One memory that has stayed with me simple but powerful is that famous line: “Borrow me matches.” That tiny request carried so much weight. It meant trust, humility, openness. And it wasn’t just matches. We borrowed salt, oil, garri, pots, buckets, Iborun for mosque events, and even kerosene lanterns on nights when NEPA decided to take light again. Nobody hoarded anything. If you had it, we all had it.
Television was a communal treasure. In our compound, only one family had a black-and-white TV. On Friday evenings, we would all troop in like a mini cinema crowd… mats spread, stools arranged, children clustered in front, adults at the back just to watch Village Headmaster or The New Masquerade. It didn’t matter that we weren’t related by blood. At that moment, we were bound by joy and jollof rice.
Our parents treated each other like siblings. If my mum had to rush to the market, I would be left with Iya Bola next door _no questions asked.
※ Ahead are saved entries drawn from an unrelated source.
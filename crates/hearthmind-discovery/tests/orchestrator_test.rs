//! Orchestrator behavior against scripted in-process sources.

use async_trait::async_trait;
use hearthmind_bridge::{BridgeError, ZigbeeCapabilityRecord, parse_capability_record};
use hearthmind_core::config::DiscoveryConfig;
use hearthmind_core::health::{DiscoveryHealth, SessionEvent};
use hearthmind_discovery::{
    CapabilitySource, DiscoveryOrchestrator, DiscoveryState, RegistrySource, SourceError,
    ViewFilter,
};
use hearthmind_hub::registry::{RegistryAction, RegistryEvent, RegistryScope};
use hearthmind_hub::{Device, Entity, RegistrySnapshot};
use serde_json::json;
use std::sync::Arc;
use std::sync::atomic::{AtomicBool, AtomicUsize, Ordering};
use std::time::Duration;
use tokio::sync::{Mutex, broadcast};

struct MockRegistrySource {
    snapshot: Mutex<RegistrySnapshot>,
    calls: AtomicUsize,
    call_delay: Duration,
    lifecycle_tx: broadcast::Sender<SessionEvent>,
    events_tx: broadcast::Sender<RegistryEvent>,
    connected: AtomicBool,
}

impl MockRegistrySource {
    fn new(snapshot: RegistrySnapshot) -> Arc<Self> {
        Self::with_delay(snapshot, Duration::ZERO)
    }

    fn with_delay(snapshot: RegistrySnapshot, call_delay: Duration) -> Arc<Self> {
        Arc::new(Self {
            snapshot: Mutex::new(snapshot),
            calls: AtomicUsize::new(0),
            call_delay,
            lifecycle_tx: broadcast::channel(64).0,
            events_tx: broadcast::channel(64).0,
            connected: AtomicBool::new(true),
        })
    }

    fn calls(&self) -> usize {
        self.calls.load(Ordering::SeqCst)
    }
}

#[async_trait]
impl RegistrySource for MockRegistrySource {
    async fn snapshot(&self) -> Result<RegistrySnapshot, SourceError> {
        self.calls.fetch_add(1, Ordering::SeqCst);
        if !self.call_delay.is_zero() {
            tokio::time::sleep(self.call_delay).await;
        }
        Ok(self.snapshot.lock().await.clone())
    }

    fn registry_events(&self) -> broadcast::Receiver<RegistryEvent> {
        self.events_tx.subscribe()
    }

    fn lifecycle(&self) -> broadcast::Receiver<SessionEvent> {
        self.lifecycle_tx.subscribe()
    }

    fn is_connected(&self) -> bool {
        self.connected.load(Ordering::SeqCst)
    }
}

struct MockCapabilitySource {
    records: Mutex<Vec<ZigbeeCapabilityRecord>>,
    fail_after: AtomicUsize,
    calls: AtomicUsize,
    lifecycle_tx: broadcast::Sender<SessionEvent>,
    connected: AtomicBool,
}

impl MockCapabilitySource {
    fn new(records: Vec<ZigbeeCapabilityRecord>) -> Arc<Self> {
        Arc::new(Self {
            records: Mutex::new(records),
            fail_after: AtomicUsize::new(usize::MAX),
            calls: AtomicUsize::new(0),
            lifecycle_tx: broadcast::channel(64).0,
            connected: AtomicBool::new(true),
        })
    }

    /// Succeed for the first `n` snapshot calls, then time out.
    fn fail_after(&self, n: usize) {
        self.fail_after.store(n, Ordering::SeqCst);
    }
}

#[async_trait]
impl CapabilitySource for MockCapabilitySource {
    async fn snapshot(
        &self,
        timeout: Duration,
    ) -> Result<Vec<ZigbeeCapabilityRecord>, SourceError> {
        let call = self.calls.fetch_add(1, Ordering::SeqCst);
        if call >= self.fail_after.load(Ordering::SeqCst) {
            return Err(SourceError::Bridge(BridgeError::Timeout(timeout)));
        }
        Ok(self.records.lock().await.clone())
    }

    fn lifecycle(&self) -> broadcast::Receiver<SessionEvent> {
        self.lifecycle_tx.subscribe()
    }

    fn is_connected(&self) -> bool {
        self.connected.load(Ordering::SeqCst)
    }
}

fn device(id: &str, name: &str, area: Option<&str>) -> Device {
    serde_json::from_value(json!({
        "id": id,
        "name": name,
        "area_id": area,
        "integration": "mqtt"
    }))
    .unwrap()
}

fn entity(id: &str, device_id: &str) -> Entity {
    serde_json::from_value(json!({"entity_id": id, "device_id": device_id})).unwrap()
}

fn record(address: &str, friendly_name: &str, features: usize) -> ZigbeeCapabilityRecord {
    let exposes: Vec<_> = (0..features)
        .map(|i| json!({"type": "numeric", "name": format!("metric_{i}")}))
        .collect();
    parse_capability_record(&json!({
        "ieee_address": address,
        "friendly_name": friendly_name,
        "definition": {"vendor": "Acme", "model": "X1", "exposes": exposes}
    }))
    .unwrap()
}

fn base_snapshot() -> RegistrySnapshot {
    RegistrySnapshot {
        devices: vec![
            device("dev-1", "porch_light", None),
            device("dev-2", "kitchen_plug", Some("kitchen")),
        ],
        entities: vec![entity("light.porch", "dev-1"), entity("switch.plug", "dev-2")],
        areas: vec![serde_json::from_value(json!({"area_id": "kitchen", "name": "Kitchen"})).unwrap()],
    }
}

fn config() -> DiscoveryConfig {
    DiscoveryConfig::default().with_cache_ttl(3600)
}

#[tokio::test]
async fn initial_snapshot_reconciles_device_without_area() {
    let registry = MockRegistrySource::new(base_snapshot());
    let capabilities = MockCapabilitySource::new(vec![record("0x01", "porch_light", 5)]);
    let orchestrator = DiscoveryOrchestrator::new(config(), registry.clone(), capabilities);

    assert_eq!(orchestrator.state(), DiscoveryState::Idle);
    orchestrator.start().await;
    assert_eq!(orchestrator.state(), DiscoveryState::Ready);

    let model = orchestrator.reconciled().await;
    assert_eq!(model.views.len(), 2);

    let porch = model
        .views
        .iter()
        .find(|view| view.device.id == "dev-1")
        .unwrap();
    assert!(porch.area.is_none());
    let capability = porch.capability.as_ref().unwrap();
    assert_eq!(capability.exposes.len(), 5);

    // Nothing silently dropped.
    let linked = model
        .views
        .iter()
        .filter(|view| view.capability.is_some())
        .count();
    assert_eq!(linked + model.unlinked.len(), 1);

    assert_eq!(orchestrator.health().await, DiscoveryHealth::Fresh);
    orchestrator.shutdown();
}

#[tokio::test]
async fn view_filters_by_area_and_domain() {
    let registry = MockRegistrySource::new(base_snapshot());
    let capabilities = MockCapabilitySource::new(Vec::new());
    let orchestrator = DiscoveryOrchestrator::new(config(), registry, capabilities);
    orchestrator.start().await;

    let kitchen = orchestrator
        .devices(&ViewFilter::new().with_area("kitchen"))
        .await;
    assert_eq!(kitchen.len(), 1);
    assert_eq!(kitchen[0].device.id, "dev-2");

    let mqtt = orchestrator
        .devices(&ViewFilter::new().with_domain("mqtt"))
        .await;
    assert_eq!(mqtt.len(), 2);

    let none = orchestrator
        .devices(&ViewFilter::new().with_domain("zwave"))
        .await;
    assert!(none.is_empty());

    orchestrator.shutdown();
}

#[tokio::test]
async fn capability_timeout_keeps_prior_records() {
    let registry = MockRegistrySource::new(base_snapshot());
    let capabilities = MockCapabilitySource::new(vec![record("0x01", "porch_light", 2)]);
    let orchestrator =
        DiscoveryOrchestrator::new(config(), registry, capabilities.clone());
    orchestrator.start().await;
    assert_eq!(orchestrator.capability_cache().len().await, 1);

    // Every further pull times out; the cache must keep its prior value.
    capabilities.fail_after(1);
    let result = orchestrator.force_refresh().await;
    assert!(matches!(
        result,
        Err(SourceError::Bridge(BridgeError::Timeout(_)))
    ));

    assert_eq!(orchestrator.capability_cache().len().await, 1);
    assert!(orchestrator.capability_cache().get("0x01").await.is_some());
    orchestrator.shutdown();
}

#[tokio::test]
async fn reconnect_flap_coalesces_into_one_resnapshot() {
    let registry = MockRegistrySource::with_delay(base_snapshot(), Duration::from_millis(100));
    let capabilities = MockCapabilitySource::new(Vec::new());
    let orchestrator = DiscoveryOrchestrator::new(config(), registry.clone(), capabilities);
    orchestrator.start().await;
    let after_start = registry.calls();

    // A rapid disconnect/reconnect flap.
    for _ in 0..5 {
        let _ = registry.lifecycle_tx.send(SessionEvent::Reconnected);
    }

    tokio::time::sleep(Duration::from_millis(600)).await;
    assert_eq!(
        registry.calls(),
        after_start + 1,
        "a reconnect burst must trigger exactly one re-snapshot"
    );
    orchestrator.shutdown();
}

#[tokio::test]
async fn concurrent_force_refresh_coalesces() {
    let registry = MockRegistrySource::with_delay(base_snapshot(), Duration::from_millis(100));
    let capabilities = MockCapabilitySource::new(Vec::new());
    let orchestrator = DiscoveryOrchestrator::new(config(), registry.clone(), capabilities);
    orchestrator.start().await;
    let after_start = registry.calls();

    let first = {
        let orchestrator = orchestrator.clone();
        tokio::spawn(async move { orchestrator.force_refresh().await })
    };
    // Give the first refresh time to take the guard.
    tokio::time::sleep(Duration::from_millis(10)).await;
    orchestrator.force_refresh().await.unwrap();
    first.await.unwrap().unwrap();

    assert_eq!(registry.calls(), after_start + 1);
    orchestrator.shutdown();
}

#[tokio::test]
async fn registry_events_apply_targeted_deltas() {
    let registry = MockRegistrySource::new(base_snapshot());
    let capabilities = MockCapabilitySource::new(Vec::new());
    let orchestrator = DiscoveryOrchestrator::new(config(), registry.clone(), capabilities);
    orchestrator.start().await;
    let after_start = registry.calls();

    registry
        .events_tx
        .send(RegistryEvent {
            scope: RegistryScope::Device,
            action: RegistryAction::Create,
            id: "dev-3".to_string(),
            payload: Some(json!({"id": "dev-3", "name": "new_sensor", "area_id": "kitchen"})),
        })
        .unwrap();

    tokio::time::sleep(Duration::from_millis(100)).await;
    let created = orchestrator.registry_cache().device("dev-3").await.unwrap();
    assert_eq!(created.name.as_deref(), Some("new_sensor"));
    // Targeted invalidation, not a re-snapshot per event.
    assert_eq!(registry.calls(), after_start);

    registry
        .events_tx
        .send(RegistryEvent {
            scope: RegistryScope::Device,
            action: RegistryAction::Remove,
            id: "dev-3".to_string(),
            payload: None,
        })
        .unwrap();

    tokio::time::sleep(Duration::from_millis(100)).await;
    let removed = orchestrator.registry_cache().device("dev-3").await.unwrap();
    assert!(removed.is_removed());
    orchestrator.shutdown();
}

#[tokio::test]
async fn health_degrades_when_a_transport_is_down() {
    let registry = MockRegistrySource::new(base_snapshot());
    let capabilities = MockCapabilitySource::new(Vec::new());
    let orchestrator =
        DiscoveryOrchestrator::new(config(), registry.clone(), capabilities.clone());
    orchestrator.start().await;
    assert_eq!(orchestrator.health().await, DiscoveryHealth::Fresh);

    capabilities.connected.store(false, Ordering::SeqCst);
    assert_eq!(orchestrator.health().await, DiscoveryHealth::Degraded);

    capabilities.connected.store(true, Ordering::SeqCst);
    assert_eq!(orchestrator.health().await, DiscoveryHealth::Fresh);
    orchestrator.shutdown();
}

#[tokio::test]
async fn stale_caches_surface_as_stale_health() {
    let registry = MockRegistrySource::new(base_snapshot());
    let capabilities = MockCapabilitySource::new(Vec::new());
    let orchestrator = DiscoveryOrchestrator::new(
        DiscoveryConfig::default().with_cache_ttl(0),
        registry,
        capabilities,
    );
    orchestrator.start().await;

    tokio::time::sleep(Duration::from_millis(20)).await;
    assert_eq!(orchestrator.health().await, DiscoveryHealth::Stale);
    // Stale data is still served, never cleared.
    assert_eq!(orchestrator.reconciled().await.views.len(), 2);
    orchestrator.shutdown();
}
If someone gave birth, women from all around the compound would come together to bathe the baby, cook, clean, and sing. And if a neighbour lost a loved one, everyone mourned. We all cried , consoled and prayed.
We were poor in material things, yes, but rich in spirit. Nobody went hungry while someone next door had soup. Even discipline was communal if you misbehaved outside, any adult could scold or even spank you, and when your parents heard, they’d thank them!
But today?
The difference is like night and day. Our neighbourhoods are no longer filled with people they’re filled with gates. Tall, frightening gates. Everyone is inside, locked away not just physically, but emotionally. We don’t know our neighbours. Some of us don’t even greet them. Children are no longer free to roam, laugh, or play suwe and ten-ten in the open compound. Who will dare play bójú bójú! They’re indoors, glued to screens, afraid or forbidden to interact.
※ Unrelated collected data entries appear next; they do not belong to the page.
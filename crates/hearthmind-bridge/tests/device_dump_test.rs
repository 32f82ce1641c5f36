//! Parsing a realistic retained device dump end to end.

use hearthmind_bridge::{FeatureKind, parse_capability_list};
use serde_json::json;

#[test]
fn full_dump_parses_with_coordinator_and_partial_records() {
    let dump = json!([
        {
            "ieee_address": "0x00124b0012345678",
            "friendly_name": "Coordinator",
            "type": "Coordinator",
            "supported": true,
            "definition": null,
            "interview_completed": true
        },
        {
            "ieee_address": "0x00158d0001a2b3c4",
            "friendly_name": "living_room_motion",
            "type": "EndDevice",
            "power_source": "Battery",
            "software_build_id": "3000-0001",
            "supported": true,
            "interview_completed": true,
            "definition": {
                "vendor": "Aqara",
                "model": "RTCGQ11LM",
                "description": "Motion sensor",
                "exposes": [
                    {"type": "binary", "name": "occupancy", "property": "occupancy", "access": 1},
                    {"type": "numeric", "name": "illuminance", "property": "illuminance", "access": 1, "unit": "lx"},
                    {"type": "numeric", "name": "battery", "property": "battery", "access": 1, "unit": "%", "value_min": 0.0, "value_max": 100.0}
                ]
            }
        },
        {
            "ieee_address": "0x847127fffe3d0a1b",
            "friendly_name": "office_light",
            "type": "Router",
            "power_source": "Mains (single phase)",
            "supported": true,
            "interview_completed": true,
            "definition": {
                "vendor": "IKEA",
                "model": "LED1836G9",
                "description": "Bulb",
                "exposes": [
                    {
                        "type": "light",
                        "features": [
                            {"type": "binary", "name": "state", "property": "state", "access": 7},
                            {"type": "numeric", "name": "brightness", "property": "brightness", "access": 7, "value_min": 0.0, "value_max": 254.0}
                        ]
                    },
                    {"type": "enum", "name": "effect", "property": "effect", "values": ["blink", "breathe", "okay"]}
                ]
            }
        },
        // An interview-in-progress ghost with no address: skipped, not fatal.
        {"friendly_name": "joining_device", "supported": false}
    ]);

    let (records, skipped) = parse_capability_list(&dump);
    assert_eq!(records.len(), 3);
    assert_eq!(skipped, 1);

    let coordinator = &records[0];
    assert_eq!(coordinator.device_type.as_deref(), Some("Coordinator"));
    assert!(coordinator.exposes.is_empty());

    let motion = &records[1];
    assert_eq!(motion.manufacturer.as_deref(), Some("Aqara"));
    assert_eq!(motion.model.as_deref(), Some("RTCGQ11LM"));
    assert_eq!(motion.exposes.len(), 3);
    assert_eq!(
        motion.exposes[2].value_max,
        Some(100.0),
        "numeric constraints survive parsing"
    );

    let light = &records[2];
    // The "light" grouping type is not one we model: kept opaque, children
    // still walked.
    assert_eq!(light.exposes[0].kind, FeatureKind::Other("light".to_string()));
    assert!(light.exposes[0].raw.is_some());
    assert_eq!(light.exposes[0].features.len(), 2);
    assert_eq!(light.exposes[0].leaf_count(), 2);
    assert_eq!(light.exposes[1].values.len(), 3);
}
We’ve allowed fear and “modern living” to take away what truly mattered. Now, if someone knocks, the first instinct is suspicion: “Who is that? What do they want?” The warmth is gone. The casual borrowing of little things now feels like begging. We celebrate alone, mourn alone, suffer alone behind thick curtains and security lights.
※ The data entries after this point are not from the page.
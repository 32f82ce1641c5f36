//! Discovery Engine Demo
//!
//! Wires the full discovery stack against a live hub and bridge:
//! 1. HubSession + HubRegistryClient over the hub WebSocket API
//! 2. BridgeClient over the MQTT broker's bridge topic tree
//! 3. DiscoveryOrchestrator sequencing snapshots and serving reconciled views
//!
//! Endpoints come from HUB_ENDPOINT / HUB_TOKEN / BRIDGE_BROKER env vars.

use std::sync::Arc;
use std::time::Duration;

use hearthmind_bridge::BridgeClient;
use hearthmind_core::config::{BridgeConfig, DiscoveryConfig, HubConfig};
use hearthmind_discovery::{DiscoveryOrchestrator, ViewFilter};
use hearthmind_hub::{HubRegistryClient, HubSession};

#[tokio::main]
async fn main() -> anyhow::Result<()> {
    tracing_subscriber::fmt()
        .with_env_filter(
            tracing_subscriber::EnvFilter::try_from_default_env()
                .unwrap_or_else(|_| "info".into()),
        )
        .init();

    println!("=== HearthMind Discovery Demo ===\n");

    let hub_endpoint = std::env::var("HUB_ENDPOINT")
        .unwrap_or_else(|_| "ws://localhost:8123/api/websocket".to_string());
    let hub_token = std::env::var("HUB_TOKEN").unwrap_or_default();
    let broker = std::env::var("BRIDGE_BROKER").unwrap_or_else(|_| "localhost".to_string());

    // --- Transports ---
    let session = HubSession::connect(HubConfig::new(hub_endpoint, hub_token)).await?;
    let registry = Arc::new(HubRegistryClient::new(session.clone()));
    registry.watch_registry_updates().await?;

    let bridge = BridgeClient::connect(BridgeConfig::new(broker)).await?;

    // --- Orchestrator ---
    let orchestrator = DiscoveryOrchestrator::new(
        DiscoveryConfig::default(),
        registry.clone(),
        bridge.clone(),
    );
    orchestrator.start().await;

    // --- Read surface ---
    let model = orchestrator.reconciled().await;
    println!("discovered {} devices", model.views.len());
    for view in &model.views {
        let linked = view
            .capability
            .as_ref()
            .map(|c| format!("{} features", c.exposes.len()))
            .unwrap_or_else(|| "no radio".to_string());
        println!(
            "  {} [{}] area={} {}",
            view.device.display_name(),
            view.device.id,
            view.area.as_ref().map(|a| a.name.as_str()).unwrap_or("-"),
            linked
        );
    }
    println!("unlinked radios: {}", model.unlinked.len());

    let kitchen = orchestrator
        .devices(&ViewFilter::new().with_area("kitchen"))
        .await;
    println!("kitchen devices: {}", kitchen.len());
    println!("health: {:?}", orchestrator.health().await);

    // Serve until interrupted; registries stay synchronized in the
    // background.
    tokio::signal::ctrl_c().await?;
    orchestrator.shutdown();
    bridge.close().await;
    session.close().await;
    tokio::time::sleep(Duration::from_millis(100)).await;
    Ok(())
}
Sometimes I ask myself: how did we let it slip away?
Maybe the world has changed. Maybe times are tougher. But deep down, I still believe we can return to that spirit even if only in small ways. A smile. A greeting. Checking on someone. Letting your child play with the neighbour’s child. Bringing food to the old woman next door. It doesn’t take much to rebuild a sense of family.
Because in the end, it was never really about the matches. It was about lighting someone else’s fire when theirs had gone out.
I miss that life. And I know I’m not alone.
Let’s bring it back one shared moment, one open door, one borrowed match at a time.